Health infrastructure sans care

Who will run all the institutes and labs promised?

 
By Vibha Varshney
Published: Friday 11 July 2014

Who will run all the institutes and labs promised?

Creating infrastructure is not going to improve India’s health. But today’s budget was focused on this aspect. Money has been given for making more AIIMS-like institutes, more medical colleges, referral Institutes for higher dental studies and institutes for the ageing. More infrastructure has been promised for strengthening the drug and food regulatory systems. Under this, laboratories would be built.

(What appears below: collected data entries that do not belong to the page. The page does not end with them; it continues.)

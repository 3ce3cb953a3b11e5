//! Transaction helper for multi-row writes.
//!
//! ## Usage
//!
//! ```rust,ignore
//! use diesel_async::scoped_futures::ScopedFutureExt;
//! use crate::db::transaction::with_transaction;
//!
//! with_transaction(&mut conn, move |tx| async move {
//!     query::user::unlink_residence(tx, residence_id).await?;
//!     query::residence::delete_residence(tx, residence_id).await?;
//!     Ok(())
//! }.scope_boxed()).await?;
//! ```

use diesel_async::{AsyncConnection, scoped_futures::ScopedBoxFuture};

use crate::error::DbError;

/// ## Summary
/// Runs `callback` inside a database transaction and returns its result. The
/// transaction is rolled back when the callback returns an error.
///
/// ## Errors
/// Returns any error produced by the callback, or errors raised while starting
/// or committing the transaction.
pub async fn with_transaction<'a, 'conn, C, T, F>(
    conn: &'conn mut C,
    callback: F,
) -> Result<T, DbError>
where
    C: AsyncConnection,
    F: for<'r> FnOnce(&'r mut C) -> ScopedBoxFuture<'a, 'r, Result<T, DbError>> + Send + 'a,
    T: Send + 'a,
    'a: 'conn,
{
    conn.transaction::<T, DbError, F>(callback).await
}
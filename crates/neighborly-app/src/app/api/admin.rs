use salvo::writing::Json;
use salvo::{Depot, Request, Response, Router, handler};

use neighborly_service::admin;

use super::support::session;
use crate::error::AppResult;

#[handler]
async fn dashboard(depot: &mut Depot, res: &mut Response) -> AppResult<()> {
    let (ctx, caller) = session(depot)?;
    res.render(Json(admin::dashboard(&ctx, &caller).await?));
    Ok(())
}

/// GET /api/admin/audit-log?limit=
#[handler]
async fn audit_log(req: &mut Request, depot: &mut Depot, res: &mut Response) -> AppResult<()> {
    let (ctx, caller) = session(depot)?;
    let limit = req.query::<i64>("limit");
    res.render(Json(admin::recent_audit_log(&ctx, &caller, limit).await?));
    Ok(())
}

#[must_use]
pub fn routes() -> Router {
    Router::with_path("admin")
        .push(Router::with_path("dashboard").get(dashboard))
        .push(Router::with_path("audit-log").get(audit_log))
}
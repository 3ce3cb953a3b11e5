//! Persistence ports.
//!
//! The service layer talks to storage only through these traits. [`PgStore`]
//! is the `PostgreSQL` adapter; `MemoryStore` (feature `test-support`) keeps
//! everything in process for tests. Each method is a single atomic unit:
//! multi-row transitions such as claiming a residence are one method so the
//! adapter can run them inside one transaction.

use async_trait::async_trait;
use chrono::{DateTime, NaiveDate, Utc};
use uuid::Uuid;

use crate::db::enums::CommunityItemKind;
use crate::error::DbResult;
use crate::model::{
    allowed_email::{AllowedEmail, NewAllowedEmail},
    audit::{AuditLogEntry, NewAuditLogEntry},
    club::{
        Club, ClubMember, ClubPost, ClubPostComment, ClubSummary, NewClub, NewClubPost,
        NewClubPostComment,
    },
    community::{
        CharitableItem, CommunityComment, Giveaway, HelpRequest, NewCharitableItem,
        NewCommunityComment, NewGiveaway, NewHelpRequest,
    },
    event::{CalendarEvent, EventChangeset, NewCalendarEvent},
    login::{LoginCode, Session},
    residence::{DirectoryFilter, NewResidence, Residence, ResidenceChangeset},
    user::{NewUser, User},
};

#[cfg(feature = "test-support")]
pub mod memory;
pub mod pg;

#[cfg(feature = "test-support")]
pub use memory::MemoryStore;
pub use pg::PgStore;

/// The store traits, for calling port methods through `dyn Store`.
pub mod prelude {
    pub use super::{
        AllowedEmailStore, AuditStore, ClubStore, CommunityStore, EventStore, LoginStore,
        ResidenceStore, Store, UserStore,
    };
}

/// Result of an attempt to link a user to a residence.
#[derive(Debug, Clone, PartialEq)]
pub enum ClaimOutcome {
    Claimed {
        user: User,
        /// Residence as it was before the claim.
        before: Residence,
        after: Residence,
    },
    /// The user is already linked to a residence (possibly this one).
    IdentityAlreadyLinked { residence_id: Uuid },
    /// Another user holds the residence.
    ResidenceTaken,
    ResidenceMissing,
}

/// Result of an administrator releasing a residence.
#[derive(Debug, Clone, PartialEq)]
pub struct ReleaseOutcome {
    pub before: Residence,
    pub after: Residence,
    /// Users whose residence link was cleared.
    pub released_user_ids: Vec<Uuid>,
}

/// Result of deleting a residence.
#[derive(Debug, Clone, PartialEq)]
pub struct ResidenceRemoval {
    pub residence: Residence,
    pub released_user_ids: Vec<Uuid>,
}

/// Residence totals for the admin dashboard.
#[derive(Debug, Clone, Copy, Default, PartialEq, Eq)]
pub struct ResidenceCounts {
    pub total: i64,
    pub claimed: i64,
}

#[async_trait]
pub trait UserStore: Send + Sync {
    async fn user_by_id(&self, id: Uuid) -> DbResult<Option<User>>;

    /// Looks up a user by already-normalised email.
    async fn user_by_email(&self, email: &str) -> DbResult<Option<User>>;

    /// ## Errors
    /// Returns [`DbError::Conflict`](crate::error::DbError::Conflict) when the
    /// email is already registered.
    async fn create_user(&self, new_user: NewUser) -> DbResult<User>;

    async fn update_user_phone(&self, id: Uuid, phone: Option<String>) -> DbResult<Option<User>>;

    /// Promotes an existing user to administrator. `None` if there is no such
    /// user or nothing changed.
    async fn grant_admin(&self, email: &str) -> DbResult<Option<User>>;

    async fn count_users(&self) -> DbResult<i64>;
}

#[async_trait]
pub trait ResidenceStore: Send + Sync {
    async fn residence_by_id(&self, id: Uuid) -> DbResult<Option<Residence>>;

    /// Lists residences ordered by street then address.
    async fn list_residences(&self, filter: &DirectoryFilter) -> DbResult<Vec<Residence>>;

    async fn create_residence(&self, new_residence: NewResidence) -> DbResult<Residence>;

    async fn update_residence(
        &self,
        id: Uuid,
        changes: ResidenceChangeset,
    ) -> DbResult<Option<Residence>>;

    /// Deletes the residence and unlinks its residents atomically.
    async fn delete_residence(&self, id: Uuid) -> DbResult<Option<ResidenceRemoval>>;

    /// Atomically links `user_id` to `residence_id`, sets the claimed flag and
    /// merges `details` into the residence's additional details. Both rows are
    /// locked for the duration.
    async fn claim_residence(
        &self,
        user_id: Uuid,
        residence_id: Uuid,
        details: serde_json::Value,
    ) -> DbResult<ClaimOutcome>;

    /// Atomically unlinks every user from the residence and clears its
    /// claimed flag.
    async fn release_residence(&self, residence_id: Uuid) -> DbResult<Option<ReleaseOutcome>>;

    async fn count_residences(&self) -> DbResult<ResidenceCounts>;
}

#[async_trait]
pub trait AllowedEmailStore: Send + Sync {
    /// Looks up a whitelist entry by already-normalised email.
    async fn allowed_email_by_email(&self, email: &str) -> DbResult<Option<AllowedEmail>>;

    async fn list_allowed_emails(&self) -> DbResult<Vec<AllowedEmail>>;

    /// ## Errors
    /// Returns [`DbError::Conflict`](crate::error::DbError::Conflict) for a
    /// duplicate email or an unknown residence.
    async fn insert_allowed_email(&self, entry: NewAllowedEmail) -> DbResult<AllowedEmail>;

    /// Inserts all entries, skipping emails already present. Returns the rows
    /// actually inserted.
    async fn insert_allowed_emails(
        &self,
        entries: Vec<NewAllowedEmail>,
    ) -> DbResult<Vec<AllowedEmail>>;

    async fn delete_allowed_email(&self, id: Uuid) -> DbResult<Option<AllowedEmail>>;
}

#[async_trait]
pub trait EventStore: Send + Sync {
    /// Lists events ordered by date and time, optionally from a start date.
    async fn list_events(&self, from: Option<NaiveDate>) -> DbResult<Vec<CalendarEvent>>;

    async fn event_by_id(&self, id: Uuid) -> DbResult<Option<CalendarEvent>>;

    async fn create_event(&self, event: NewCalendarEvent) -> DbResult<CalendarEvent>;

    async fn update_event(
        &self,
        id: Uuid,
        changes: EventChangeset,
    ) -> DbResult<Option<CalendarEvent>>;

    async fn delete_event(&self, id: Uuid) -> DbResult<Option<CalendarEvent>>;

    async fn count_events(&self) -> DbResult<i64>;
}

#[async_trait]
pub trait ClubStore: Send + Sync {
    /// Lists clubs by name with member counts.
    async fn list_clubs(&self) -> DbResult<Vec<ClubSummary>>;

    async fn club_by_id(&self, id: Uuid) -> DbResult<Option<Club>>;

    async fn create_club(&self, club: NewClub) -> DbResult<Club>;

    /// Deletes the club with its members, posts and post comments atomically.
    async fn delete_club(&self, id: Uuid) -> DbResult<Option<Club>>;

    /// Returns `false` if the user was already a member.
    async fn add_club_member(&self, club_id: Uuid, user_id: Uuid) -> DbResult<bool>;

    /// Returns `false` if the user was not a member.
    async fn remove_club_member(&self, club_id: Uuid, user_id: Uuid) -> DbResult<bool>;

    async fn is_club_member(&self, club_id: Uuid, user_id: Uuid) -> DbResult<bool>;

    async fn club_members(&self, club_id: Uuid) -> DbResult<Vec<ClubMember>>;

    async fn clubs_joined_by(&self, user_id: Uuid) -> DbResult<Vec<Uuid>>;

    async fn create_club_post(&self, post: NewClubPost) -> DbResult<ClubPost>;

    async fn club_post_by_id(&self, id: Uuid) -> DbResult<Option<ClubPost>>;

    /// Posts of a club, newest first.
    async fn club_posts(&self, club_id: Uuid) -> DbResult<Vec<ClubPost>>;

    async fn create_club_post_comment(
        &self,
        comment: NewClubPostComment,
    ) -> DbResult<ClubPostComment>;

    /// Comments on any of the given posts, oldest first.
    async fn club_post_comments(&self, post_ids: &[Uuid]) -> DbResult<Vec<ClubPostComment>>;

    async fn count_clubs(&self) -> DbResult<i64>;
}

#[async_trait]
pub trait CommunityStore: Send + Sync {
    async fn list_charitable_items(&self) -> DbResult<Vec<CharitableItem>>;
    async fn charitable_item_by_id(&self, id: Uuid) -> DbResult<Option<CharitableItem>>;
    async fn create_charitable_item(&self, item: NewCharitableItem) -> DbResult<CharitableItem>;

    async fn list_giveaways(&self) -> DbResult<Vec<Giveaway>>;
    async fn giveaway_by_id(&self, id: Uuid) -> DbResult<Option<Giveaway>>;
    async fn create_giveaway(&self, giveaway: NewGiveaway) -> DbResult<Giveaway>;

    /// Marks an available giveaway claimed by `user_id`. Returns `None` if the
    /// giveaway does not exist or is no longer available.
    async fn claim_giveaway(&self, id: Uuid, user_id: Uuid) -> DbResult<Option<Giveaway>>;

    async fn list_help_requests(&self) -> DbResult<Vec<HelpRequest>>;
    async fn help_request_by_id(&self, id: Uuid) -> DbResult<Option<HelpRequest>>;
    async fn create_help_request(&self, request: NewHelpRequest) -> DbResult<HelpRequest>;

    /// Deletes a posting of the given kind together with its comments.
    /// Returns the deleted row as JSON, or `None` if it did not exist.
    async fn delete_community_item(
        &self,
        kind: CommunityItemKind,
        id: Uuid,
    ) -> DbResult<Option<serde_json::Value>>;

    async fn create_community_comment(
        &self,
        comment: NewCommunityComment,
    ) -> DbResult<CommunityComment>;

    /// Comments on one posting, oldest first.
    async fn community_comments(
        &self,
        kind: CommunityItemKind,
        item_id: Uuid,
    ) -> DbResult<Vec<CommunityComment>>;

    async fn count_giveaways(&self) -> DbResult<i64>;
    async fn count_help_requests(&self) -> DbResult<i64>;
}

#[async_trait]
pub trait AuditStore: Send + Sync {
    async fn append_audit(&self, entry: NewAuditLogEntry) -> DbResult<()>;

    /// Most recent entries first.
    async fn recent_audit(&self, limit: i64) -> DbResult<Vec<AuditLogEntry>>;
}

#[async_trait]
pub trait LoginStore: Send + Sync {
    /// Stores a code for the email, replacing any outstanding one.
    async fn put_login_code(&self, code: LoginCode) -> DbResult<()>;

    /// Deletes and returns the matching unexpired code in one step, so a code
    /// can be redeemed at most once.
    ///
    /// A mismatch counts as a failed attempt against the outstanding code for
    /// `email`; once `max_attempts` failures are recorded the code is deleted
    /// and even the right code is refused.
    async fn consume_login_code(
        &self,
        email: &str,
        code_hash: &str,
        now: DateTime<Utc>,
        max_attempts: i32,
    ) -> DbResult<Option<LoginCode>>;

    async fn create_session(&self, session: Session) -> DbResult<Session>;

    /// Returns the user owning an unexpired session.
    async fn session_user(&self, token_hash: &str, now: DateTime<Utc>) -> DbResult<Option<User>>;

    async fn delete_session(&self, token_hash: &str) -> DbResult<bool>;

    /// Removes expired codes and sessions. Returns how many rows went.
    async fn purge_expired(&self, now: DateTime<Utc>) -> DbResult<usize>;
}

/// Everything the service layer needs from storage.
pub trait Store:
    UserStore
    + ResidenceStore
    + AllowedEmailStore
    + EventStore
    + ClubStore
    + CommunityStore
    + AuditStore
    + LoginStore
{
}

impl<T> Store for T where
    T: UserStore
        + ResidenceStore
        + AllowedEmailStore
        + EventStore
        + ClubStore
        + CommunityStore
        + AuditStore
        + LoginStore
{
}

One fails to understand how this will help. It has often been pointed out that most of the health problems are a result of lack of trained people to run the healthcare system. Take the case of food and drug labs. In the absence of inspectors and technicians, it is impossible to collect and check samples. We need not only more inspectors and technicians but also more nurses, paramedics and community health workers. The effort to augment their numbers was not visible. Even if additional medical colleges churn out more doctors, these too would work only in urban centres unless a mechanism to ensure that they go to rural areas is put in place. 

The budget also failed to explain what kind of money is going to be available for programmes like the free drug service and the free diagnosis service. These are ambitious programmes. Both have been experimented with earlier and both have failed. Free drugs require a lot of money, but the budget speech was silent on the amount sanctioned for it. Promising free diagnostics is an even more ambitious and expensive plan.

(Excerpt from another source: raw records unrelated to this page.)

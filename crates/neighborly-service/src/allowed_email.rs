//! Allow-list administration.

use serde::{Deserialize, Serialize};
use uuid::Uuid;

use neighborly_core::util::email::{normalize, split_bulk};
use neighborly_core::validation::validate_email;
use neighborly_db::db::enums::AuditAction;
use neighborly_db::error::DbError;
use neighborly_db::model::allowed_email::{AllowedEmail, NewAllowedEmail};
use neighborly_db::model::user::User;
use neighborly_db::store::prelude::*;

use crate::audit::AuditEntry;
use crate::auth::{Action, Resource, Subjects};
use crate::context::ServiceContext;
use crate::error::{ServiceError, ServiceResult};
use crate::view::{Mutation, View};

const RESOURCE_TYPE: &str = "allowed_email";
const ADMIN_REQUIRED: &str = "Admin access required";

#[derive(Debug, Clone, Deserialize)]
pub struct AllowedEmailInput {
    pub email: String,
    #[serde(default)]
    pub residence_id: Option<Uuid>,
}

/// Outcome of a bulk paste.
#[derive(Debug, Clone, Default, PartialEq, Eq, Serialize)]
pub struct BulkAdd {
    pub inserted: usize,
    /// Already on the list.
    pub skipped: usize,
    /// Entries that are not valid addresses.
    pub invalid: Vec<String>,
}

fn require_admin(ctx: &ServiceContext, caller: &User, action: Action) -> ServiceResult<()> {
    ctx.authorizer().require(
        &Subjects::for_user(caller),
        Resource::AllowedEmail,
        action,
        ADMIN_REQUIRED,
    )
}

/// ## Errors
/// `AuthorizationError` for non-administrators.
#[tracing::instrument(skip(ctx, caller), fields(caller = %caller.id))]
pub async fn list_allowed_emails(
    ctx: &ServiceContext,
    caller: &User,
) -> ServiceResult<Vec<AllowedEmail>> {
    require_admin(ctx, caller, Action::Read)?;
    Ok(ctx.store().list_allowed_emails().await?)
}

/// ## Summary
/// Adds one email to the allow list, optionally bound to a residence.
///
/// ## Errors
/// - `AuthorizationError` for non-administrators.
/// - `ValidationError` for a malformed email.
/// - `NotFound` if the residence does not exist.
/// - `Conflict` if the email is already listed.
#[tracing::instrument(skip(ctx, caller, input), fields(caller = %caller.id))]
pub async fn add_allowed_email(
    ctx: &ServiceContext,
    caller: &User,
    input: AllowedEmailInput,
) -> ServiceResult<Mutation<AllowedEmail>> {
    require_admin(ctx, caller, Action::Create)?;
    validate_email(Some(&input.email))?;

    if let Some(residence_id) = input.residence_id {
        ctx.store()
            .residence_by_id(residence_id)
            .await?
            .ok_or_else(|| ServiceError::not_found("Residence not found"))?;
    }

    let entry = ctx
        .store()
        .insert_allowed_email(NewAllowedEmail::new(
            normalize(&input.email),
            input.residence_id,
        ))
        .await
        .map_err(|e| match e {
            DbError::Conflict(_) => ServiceError::conflict("This email is already on the allow list"),
            other => other.into(),
        })?;

    tracing::info!(email = %entry.email, "Email added to allow list");
    ctx.audit()
        .record(
            AuditEntry::new(caller.id, AuditAction::Create, RESOURCE_TYPE, entry.id)
                .after(&entry)
                .details(entry.email.clone()),
        )
        .await;

    Ok(Mutation::new(entry, [View::Admin]))
}

/// ## Summary
/// Adds every address in a pasted block separated by commas, semicolons or
/// newlines. Addresses already listed are skipped; malformed ones are
/// reported back.
///
/// ## Errors
/// `AuthorizationError` for non-administrators.
#[tracing::instrument(skip(ctx, caller, input), fields(caller = %caller.id))]
pub async fn bulk_add_allowed_emails(
    ctx: &ServiceContext,
    caller: &User,
    input: &str,
) -> ServiceResult<Mutation<BulkAdd>> {
    require_admin(ctx, caller, Action::Create)?;

    let (valid, invalid): (Vec<String>, Vec<String>) = split_bulk(input)
        .into_iter()
        .partition(|email| validate_email(Some(email)).is_ok());

    let requested = valid.len();
    let inserted = ctx
        .store()
        .insert_allowed_emails(
            valid
                .into_iter()
                .map(|email| NewAllowedEmail::new(email, None))
                .collect(),
        )
        .await?;

    tracing::info!(
        inserted = inserted.len(),
        requested,
        invalid = invalid.len(),
        "Bulk allow list import"
    );

    if !inserted.is_empty() {
        let emails: Vec<&str> = inserted.iter().map(|e| e.email.as_str()).collect();
        ctx.audit()
            .record(
                AuditEntry::new(caller.id, AuditAction::Create, RESOURCE_TYPE, "bulk")
                    .after(&emails)
                    .details(format!("{} emails", inserted.len())),
            )
            .await;
    }

    Ok(Mutation::new(
        BulkAdd {
            inserted: inserted.len(),
            skipped: requested - inserted.len(),
            invalid,
        },
        [View::Admin],
    ))
}

/// ## Errors
/// `AuthorizationError` for non-administrators, `NotFound` for unknown ids.
#[tracing::instrument(skip(ctx, caller), fields(caller = %caller.id))]
pub async fn remove_allowed_email(
    ctx: &ServiceContext,
    caller: &User,
    id: Uuid,
) -> ServiceResult<Mutation<()>> {
    require_admin(ctx, caller, Action::Delete)?;

    let removed = ctx
        .store()
        .delete_allowed_email(id)
        .await?
        .ok_or_else(|| ServiceError::not_found("Allowed email not found"))?;

    tracing::info!(email = %removed.email, "Email removed from allow list");
    ctx.audit()
        .record(
            AuditEntry::new(caller.id, AuditAction::Delete, RESOURCE_TYPE, id)
                .before(&removed)
                .details(removed.email.clone()),
        )
        .await;

    Ok(Mutation::new((), [View::Admin]))
}
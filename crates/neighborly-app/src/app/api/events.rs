use chrono::NaiveDate;
use salvo::writing::Json;
use salvo::{Depot, Request, Response, Router, handler};

use neighborly_service::calendar::{self, EventInput};

use super::support::{json_body, path_id, render_created, render_done, render_mutation, session};
use crate::error::{AppError, AppResult};

/// GET /api/events?from=YYYY-MM-DD
#[handler]
async fn list(req: &mut Request, depot: &mut Depot, res: &mut Response) -> AppResult<()> {
    let (ctx, _caller) = session(depot)?;
    let from = match req.query::<String>("from") {
        Some(raw) if !raw.trim().is_empty() => Some(
            NaiveDate::parse_from_str(raw.trim(), "%Y-%m-%d")
                .map_err(|e| AppError::BadRequest(format!("Invalid from date: {e}")))?,
        ),
        _ => None,
    };
    res.render(Json(calendar::list_events(&ctx, from).await?));
    Ok(())
}

#[handler]
async fn create(req: &mut Request, depot: &mut Depot, res: &mut Response) -> AppResult<()> {
    let (ctx, caller) = session(depot)?;
    let body: EventInput = json_body(req).await?;
    render_created(res, calendar::create_event(&ctx, &caller, body).await?);
    Ok(())
}

#[handler]
async fn update(req: &mut Request, depot: &mut Depot, res: &mut Response) -> AppResult<()> {
    let (ctx, caller) = session(depot)?;
    let id = path_id(req, "id")?;
    let body: EventInput = json_body(req).await?;
    render_mutation(res, calendar::update_event(&ctx, &caller, id, body).await?);
    Ok(())
}

#[handler]
async fn delete(req: &mut Request, depot: &mut Depot, res: &mut Response) -> AppResult<()> {
    let (ctx, caller) = session(depot)?;
    let id = path_id(req, "id")?;
    render_done(res, &calendar::delete_event(&ctx, &caller, id).await?);
    Ok(())
}

#[must_use]
pub fn routes() -> Router {
    Router::with_path("events")
        .get(list)
        .post(create)
        .push(Router::with_path("{id}").put(update).delete(delete))
}
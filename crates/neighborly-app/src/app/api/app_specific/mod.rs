use salvo::Router;

mod healthcheck;
mod whoami;

#[must_use]
pub fn routes() -> Router {
    Router::with_path("app")
        .push(healthcheck::routes())
        .push(whoami::routes())
}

In preventive healthcare, the new government has increased excise duty on cigarettes in the range of 11 per cent to 72 per cent. Similar increases have also been proposed for other tobacco products. Aerated soft drinks too have been taxed at an additional 5 per cent. But in the same breath, the government has decided to remove customs duty of palm oil, which too is considered bad for health. Such exceptions put local healthy oils like mustard oil at risk.

Most of the programmes proposed in the budget move slowly. These programmes will have to run for at least 15 years for the results to be visible and the government will have to stay in power for that long to reap the benefits. It is either a case of political short sightedness or we are dealing with an extremely philanthropic government.